Afdeling Publiekrecht
Teams Strafrecht
Parketnummer: 13/248790-24
Datum uitspraak: 21 januari 2025
Tussenvonnis van de rechtbank Amsterdam, meervoudige kamer voor de behandeling van strafzaken, in de zaak tegen:
[verdachte] ,
geboren op [geboortedatum] 1969 te [geboorteplaats] ,
ingeschreven in de Basisregistratie Personen op het adres:
[adres] .

1.Het onderzoek ter terechtzitting

Dit tussenvonnis is gewezen naar aanleiding van het onderzoek op de zitting van 7 januari 2025.
De rechtbank heeft kennisgenomen van de vordering van de officier van justitie,
mr. C.M. Casteleijns, en van wat verdachte en zijn raadsvrouw, mr. B. Molleman, naar voren hebben gebracht.

2.Tenlastelegging

Aan verdachte is – kort gezegd – tenlastegelegd dat hij op 26 januari 2024 in Diemen zodanig heeft gehandeld en/of nagelaten dat de dood van [slachtoffer] aan zijn schuld te wijten is.
De volledige tekst van de tenlastelegging is opgenomen in
bijlage Ivan dit vonnis. De inhoud daarvan geldt als hier ingevoegd.

3.Voorvragen

De dagvaarding is geldig, deze rechtbank is bevoegd tot kennisneming van het ten laste gelegde feit en de officier van justitie is ontvankelijk. Er zijn geen redenen voor schorsing van de vervolging.
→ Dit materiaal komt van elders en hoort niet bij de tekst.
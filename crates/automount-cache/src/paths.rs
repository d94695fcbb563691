//! Filesystem helpers for the directories backing map entries.
//!
//! None of these run while the structural lock is held: callers gather the
//! paths under the lock and do the filesystem work afterwards.

use std::fs::{self, DirBuilder};
use std::io;
use std::os::unix::fs::{DirBuilderExt, MetadataExt};
use std::path::{Path, PathBuf};

use crate::entry::DevIno;
use crate::error::{CacheError, Result};

/// Full filesystem path of a key below an automount root.
///
/// Absolute keys (direct maps) are used as they are; relative keys are
/// joined as `root/key`. The length, counting a terminator byte, must not
/// exceed `max_len`; it is checked before the path is built.
pub fn full_path(root: &Path, key: &str, max_len: usize) -> Result<PathBuf> {
    let len = if key.starts_with('/') {
        key.len() + 1
    } else {
        key.len() + 1 + root.as_os_str().len() + 1
    };
    if len > max_len {
        return Err(CacheError::PathTooLong { len, max: max_len });
    }

    if key.starts_with('/') {
        Ok(PathBuf::from(key))
    } else {
        Ok(root.join(key))
    }
}

/// Best-effort removal of a backing directory and its emptied parents.
///
/// Removes `path`, then each parent that became empty, stopping at `root`
/// (never removed) or at the first directory that cannot be removed.
/// Returns the number of directories removed.
pub fn remove_empty_dirs(path: &Path, root: &Path) -> usize {
    let mut removed = 0;
    let mut current = Some(path);

    while let Some(dir) = current {
        if dir == root || dir.as_os_str().is_empty() || dir == Path::new("/") {
            break;
        }
        if dir != path && !dir.starts_with(root) {
            break;
        }
        match fs::remove_dir(dir) {
            Ok(()) => {
                tracing::debug!("removed backing directory {}", dir.display());
                removed += 1;
            }
            Err(e) if e.kind() == io::ErrorKind::NotFound && removed == 0 => {}
            Err(e) => {
                tracing::debug!("stopped removing at {}: {}", dir.display(), e);
                break;
            }
        }
        current = dir.parent();
    }

    removed
}

/// Create a ghost directory (and any missing parents) with `mode`.
///
/// An already existing directory is not an error.
pub fn create_ghost_dir(path: &Path, mode: u32) -> io::Result<()> {
    match DirBuilder::new().recursive(true).mode(mode).create(path) {
        Ok(()) => Ok(()),
        Err(e) if e.kind() == io::ErrorKind::AlreadyExists && path.is_dir() => Ok(()),
        Err(e) => Err(e),
    }
}

/// (device, inode) of an existing path.
pub fn stat_dev_ino(path: &Path) -> io::Result<DevIno> {
    let meta = fs::metadata(path)?;
    Ok(DevIno {
        dev: meta.dev(),
        ino: meta.ino(),
    })
}
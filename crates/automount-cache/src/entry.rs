//! Map entries and their per-entry state.
//!
//! A [`MapEntry`] is shared as an `Arc` handle. The key and id never change
//! after creation; everything else lives behind the entry's own mutex and
//! may be mutated while other threads read different entries under the
//! table's structural read lock.

use std::fmt;

use parking_lot::{Mutex, MutexGuard};

/// The wildcard key consulted when an indirect-map lookup misses.
pub const WILDCARD_KEY: &str = "*";

/// Stable handle to an entry slot in the table.
///
/// The generation distinguishes successive occupants of the same slot, so an
/// id taken before a delete never resolves to a later entry.
#[derive(Debug, Clone, Copy, PartialEq, Eq, Hash)]
pub struct EntryId {
    pub(crate) slot: u32,
    pub(crate) generation: u32,
}

impl fmt::Display for EntryId {
    fn fmt(&self, f: &mut fmt::Formatter<'_>) -> fmt::Result {
        write!(f, "{}v{}", self.slot, self.generation)
    }
}

/// Device and inode of the live directory backing an entry.
#[derive(Debug, Clone, Copy, PartialEq, Eq, Hash)]
pub struct DevIno {
    /// Device number.
    pub dev: u64,
    /// Inode number.
    pub ino: u64,
}

/// How an entry takes part in a multi-mount group.
///
/// Membership wins over ownership: an offset that owns a nested group of its
/// own still reports [`GroupRole::Member`]. Use [`MapEntry::owns_group`] to
/// ask about ownership alone.
#[derive(Debug, Clone, Copy, PartialEq, Eq)]
pub enum GroupRole {
    /// Not part of any group.
    Ungrouped,
    /// Owns a group (the root of a multi-mount).
    Owner,
    /// An offset inside the group owned by the given entry.
    Member {
        /// Id of the owning entry.
        owner: EntryId,
    },
}

/// Multi-mount linkage of one entry.
#[derive(Debug, Default)]
pub(crate) struct GroupLink {
    /// Owner of the group this entry is an offset of.
    pub(crate) member_of: Option<EntryId>,
    /// Whether this member is currently linked into its owner's offsets.
    pub(crate) attached: bool,
    /// Whether this entry owns a group.
    pub(crate) owns_group: bool,
    /// Ordered sibling offsets; only populated on an owner.
    pub(crate) offsets: Vec<EntryId>,
}

/// Mutable part of an entry, guarded by the entry lock.
#[derive(Debug)]
pub(crate) struct EntryState {
    pub(crate) mapent: Option<String>,
    pub(crate) age: u64,
    pub(crate) dev_ino: Option<DevIno>,
    pub(crate) group: GroupLink,
}

impl EntryState {
    /// An entry that is still linked into a populated group may not be
    /// removed from the table.
    pub(crate) fn is_guarded(&self) -> bool {
        (self.group.member_of.is_some() && self.group.attached) || !self.group.offsets.is_empty()
    }
}

/// One cached map entry: a key and its (optional) mount instruction.
pub struct MapEntry {
    id: EntryId,
    key: String,
    state: Mutex<EntryState>,
}

impl MapEntry {
    pub(crate) fn new(id: EntryId, key: String, mapent: Option<String>, age: u64) -> Self {
        Self {
            id,
            key,
            state: Mutex::new(EntryState {
                mapent,
                age,
                dev_ino: None,
                group: GroupLink::default(),
            }),
        }
    }

    /// The entry's table id.
    pub fn id(&self) -> EntryId {
        self.id
    }

    /// The lookup key.
    pub fn key(&self) -> &str {
        &self.key
    }

    /// Copy of the stored mount instruction.
    pub fn mapent(&self) -> Option<String> {
        self.state.lock().mapent.clone()
    }

    /// Generation marker of the last confirmed validity.
    pub fn age(&self) -> u64 {
        self.state.lock().age
    }

    /// (device, inode) of the backing directory, once known.
    pub fn dev_ino(&self) -> Option<DevIno> {
        self.state.lock().dev_ino
    }

    /// Record the (device, inode) of the live directory backing this entry.
    pub fn set_dev_ino(&self, dev: u64, ino: u64) {
        self.state.lock().dev_ino = Some(DevIno { dev, ino });
    }

    /// Whether this is the wildcard entry.
    pub fn is_wildcard(&self) -> bool {
        self.key == WILDCARD_KEY
    }

    /// Whether the key is an absolute path (a direct-map key).
    pub fn is_absolute(&self) -> bool {
        self.key.starts_with('/')
    }

    /// This entry's place in a multi-mount group.
    pub fn group_role(&self) -> GroupRole {
        let state = self.state.lock();
        match (state.group.member_of, state.group.owns_group) {
            (Some(owner), _) => GroupRole::Member { owner },
            (None, true) => GroupRole::Owner,
            (None, false) => GroupRole::Ungrouped,
        }
    }

    /// Whether this entry owns a multi-mount group.
    pub fn owns_group(&self) -> bool {
        self.state.lock().group.owns_group
    }

    /// Whether the entry stands for its multi-mount tree: ungrouped entries
    /// and group owners do, offset members do not.
    pub fn is_representative(&self) -> bool {
        self.state.lock().group.member_of.is_none()
    }

    /// Whether removing the entry is currently blocked by group membership.
    pub fn is_guarded(&self) -> bool {
        self.state.lock().is_guarded()
    }

    pub(crate) fn state(&self) -> MutexGuard<'_, EntryState> {
        self.state.lock()
    }
}

impl fmt::Debug for MapEntry {
    fn fmt(&self, f: &mut fmt::Formatter<'_>) -> fmt::Result {
        let state = self.state.lock();
        f.debug_struct("MapEntry")
            .field("id", &self.id)
            .field("key", &self.key)
            .field("mapent", &state.mapent)
            .field("age", &state.age)
            .field("dev_ino", &state.dev_ino)
            .finish_non_exhaustive()
    }
}
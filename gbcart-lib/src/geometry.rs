//! Bank layout and bank-switch sequences for classic cartridges.
//!
//! ROM is read as one double-size window over 0x0000..0x8000 (banks 0 and
//! 1, with bank 1 selected) followed by every later bank through the
//! switchable window at 0x4000. Save RAM is read bank by bank at 0xA000.

use gbcart_core::{ControllerFamily, Header, Platform};

use crate::codec::AddressCommand;
use crate::error::CartError;

pub const ROM_BANK_SIZE: u64 = 0x4000;
pub const RAM_BANK_SIZE: u64 = 0x2000;

/// Start of the switchable ROM window.
pub const SWITCHABLE_ROM_START: u32 = 0x4000;

/// Start of the external RAM window.
pub const RAM_START: u32 = 0xA000;

/// RAM enable register and its magic values.
const RAM_ENABLE_ADDRESS: u32 = 0x0000;
const RAM_ENABLE: u32 = 0x0A;
const RAM_DISABLE: u32 = 0x00;

/// RAM bank register (also the upper ROM bits on MBC1).
const RAM_BANK_ADDRESS: u32 = 0x4000;

const MBC1_MODE_ADDRESS: u32 = 0x6000;
const MBC1_LOW_ADDRESS: u32 = 0x2000;
const ROM_BANK_ADDRESS: u32 = 0x2100;
const ROM_BANK_HIGH_ADDRESS: u32 = 0x3000;

/// A contiguous span read or written with one bank selected.
#[derive(Debug, Clone, Copy, PartialEq, Eq)]
pub struct BankWindow {
    /// Bank selected while the window is accessed
    pub bank: u32,
    /// Cartridge address the window starts at
    pub address: u32,
    pub len: u64,
}

/// Bank geometry derived from a trusted header.
#[derive(Debug, Clone, PartialEq, Eq)]
pub struct Geometry {
    pub controller: ControllerFamily,
    pub rom_size: u64,
    pub ram_size: u64,
    pub rom_bank_count: u32,
    pub rom_bank_size: u64,
    pub ram_bank_count: u32,
    pub ram_bank_size: u64,
}

impl Geometry {
    /// Geometry for a cartridge in the given slot.
    pub fn for_platform(platform: Platform, header: &Header) -> Result<Self, CartError> {
        match platform {
            Platform::GameBoy => Self::new(header),
            Platform::GameBoyAdvance => Err(CartError::UnsupportedPlatform(platform)),
        }
    }

    /// Geometry of a classic cartridge.
    ///
    /// Fails with `InvalidHeader` when the logo does not match and with
    /// `MalformedHeader` when a size code is unknown.
    pub fn new(header: &Header) -> Result<Self, CartError> {
        if !header.is_logo_valid() {
            return Err(CartError::InvalidHeader);
        }
        let rom_size = header.rom_size()?;
        let ram_size = header.ram_size()?;
        let ram_bank_size = ram_size.min(RAM_BANK_SIZE);
        let ram_bank_count = if ram_size == 0 {
            0
        } else {
            (ram_size / ram_bank_size) as u32
        };

        Ok(Self {
            controller: header.controller,
            rom_size,
            ram_size,
            rom_bank_count: (rom_size / ROM_BANK_SIZE).max(1) as u32,
            rom_bank_size: ROM_BANK_SIZE,
            ram_bank_count,
            ram_bank_size,
        })
    }

    /// Whether the controller has ROM bank registers at all.
    pub fn switches_banks(&self) -> bool {
        self.controller != ControllerFamily::None
    }

    pub fn has_save_ram(&self) -> bool {
        self.ram_size > 0
    }

    /// MBC1 and MBC2 need a throwaway read before each RAM bank access.
    pub fn needs_ram_fix(&self) -> bool {
        matches!(
            self.controller,
            ControllerFamily::Mbc1 | ControllerFamily::Mbc2
        )
    }

    /// ROM windows in ascending bank order. They cover exactly `rom_size` bytes.
    pub fn rom_windows(&self) -> Vec<BankWindow> {
        let mut windows = vec![BankWindow {
            bank: 1,
            address: 0,
            len: self.rom_size.min(2 * ROM_BANK_SIZE),
        }];
        windows.extend((2..self.rom_bank_count).map(|bank| BankWindow {
            bank,
            address: SWITCHABLE_ROM_START,
            len: ROM_BANK_SIZE,
        }));
        windows
    }

    /// Save RAM windows in ascending bank order; empty without save RAM.
    pub fn ram_windows(&self) -> Vec<BankWindow> {
        (0..self.ram_bank_count)
            .map(|bank| BankWindow {
                bank,
                address: RAM_START,
                len: self.ram_bank_size,
            })
            .collect()
    }

    /// Register writes that map ROM `bank` into the switchable window.
    ///
    /// MBC1 stays in mode 0 here, where the controller turns a low bank
    /// number of 0 into 1. Banks 0x20, 0x40 and 0x60 therefore read back as
    /// 0x21, 0x41 and 0x61, so a full dump of an MBC1 cartridge over 512 KB
    /// is only correct outside those three banks.
    ///
    /// On carts with more than 256 banks the ninth bank bit is written on
    /// every switch. It survives between requests, so leaving it set would
    /// map every low bank 256 banks too high on the next pass.
    pub fn select_rom_bank(&self, bank: u32) -> Vec<AddressCommand> {
        match self.controller {
            ControllerFamily::None => Vec::new(),
            ControllerFamily::Mbc1 => vec![
                AddressCommand::set_bank(MBC1_MODE_ADDRESS, 0),
                AddressCommand::set_bank(RAM_BANK_ADDRESS, bank >> 5),
                AddressCommand::set_bank(MBC1_LOW_ADDRESS, bank & 0x1F),
            ],
            _ => {
                let mut commands = vec![AddressCommand::set_bank(ROM_BANK_ADDRESS, bank)];
                if bank >= 0x100 {
                    commands.push(AddressCommand::set_bank(ROM_BANK_HIGH_ADDRESS, 1));
                } else if self.rom_bank_count > 0x100 {
                    commands.push(AddressCommand::set_bank(ROM_BANK_HIGH_ADDRESS, 0));
                }
                commands
            }
        }
    }

    /// Register writes that map RAM `bank` into the RAM window.
    pub fn select_ram_bank(&self, bank: u32) -> Vec<AddressCommand> {
        match self.controller {
            ControllerFamily::None | ControllerFamily::Mbc2 => Vec::new(),
            ControllerFamily::Mbc1 => vec![
                AddressCommand::set_bank(MBC1_MODE_ADDRESS, 1),
                AddressCommand::set_bank(RAM_BANK_ADDRESS, bank),
            ],
            _ => vec![AddressCommand::set_bank(RAM_BANK_ADDRESS, bank)],
        }
    }

    /// Enable or disable access to save RAM.
    pub fn toggle_ram(enabled: bool) -> AddressCommand {
        AddressCommand::set_bank(
            RAM_ENABLE_ADDRESS,
            if enabled { RAM_ENABLE } else { RAM_DISABLE },
        )
    }
}

#[cfg(test)]
#[path = "tests/geometry_tests.rs"]
mod tests;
4.Waardering van het bewijs

4.1
Inleiding
De rechtbank gaat op grond van de wettige bewijsmiddelen van de volgende feiten en omstandigheden uit. [1]
Verdachte werkte sinds mei 2023 als vrijwilliger-chauffeur bij Cordaan, een instelling die onder meer zorg aan ouderen verleent. Op 26 januari 2024 haalde verdachte de destijds 84 jaar oude mevrouw [slachtoffer] (verder: [slachtoffer] ) op bij [adres] . Verdachte zette [slachtoffer] in de bus en deed hierna direct de deuren dicht, vanwege de tocht en het gevaar voor openwaaiende deuren. Op het moment dat verdachte via de andere deur de bus weer in wilde om de rolstoel van [slachtoffer] vast te zetten, kwam hij twee rollators tegen. Die bevestigde hij aan de achterzijde van het rek bij de lift. Verdachte vergat hierdoor de rolstoel van [slachtoffer] vast te zetten. Hij startte de bus en reed weg. Op het moment dat verdachte, na twee bochten gemaakt te hebben, optrok bij de kruising Diemerbrug met de Harteveldseweg in Diemen, hoorde hij een hoop kabaal in de bus. [slachtoffer] was achterover gevallen met de rolstoel. Verdachte stopte en zette zijn alarmlichten aan. Hij zette de rolstoel overeind, zekerde alsnog de rolstoel en bracht de veiligheidsgordel aan bij [slachtoffer] . Verdachte bracht [slachtoffer] vervolgens naar de eerste hulp. [2]
In het ziekenhuis vertelde [slachtoffer] achterover op haar achterhoofd te zijn gevallen tijdens de taxirit. Ze had pijn en geen gevoel meer in haar handen en benen. Uit de CT-scan bleek dat [slachtoffer] een verschuiving in haar nekwervels had (een dwarslaesie). Op basis van alle intussen bekende informatie werd op 27 januari 2024 door het behandelend team aangegeven dat er geen behandelingsmogelijkheden waren die herstel van [slachtoffer] tot een aanvaardbare kwaliteit van leven zouden kunnen opleveren. Naar verwachting zou zij uiteindelijk, in het beste scenario, ernstig gehandicapt naar een verpleeghuis kunnen worden overgeplaatst. Op kortere termijn bestond daarbij echter een grote kans op het ontstaan van levensbedreigende complicaties voor de ademhalingsfunctie en de bloedcirculatie. Doorgaan met de in eerste instantie ingezette behandeling zou uitsluitend een langere lijdensweg tot gevolg hebben. Op grond van bovenstaande overwegingen en in overleg met de familie werd besloten tot niet verder behandelen. Op 28 januari 2024 is [slachtoffer] overleden. [3]
4.2
Het standpunt van het Openbaar Ministerie
De officier van justitie heeft zich op het standpunt gesteld dat het ten laste gelegde feit (dood door schuld) kan worden bewezen. Door de officier van justitie is, samengevat, aangevoerd dat verdachte heeft gehandeld in strijd met de zorgplicht die op hem rustte. Hij diende als vrijwilliger-chauffeur ervoor te zorgen dat [slachtoffer] en haar rolstoel voldoende gezekerd en vast zaten, voordat hij met de bus wegreed. Dit heeft hij nagelaten.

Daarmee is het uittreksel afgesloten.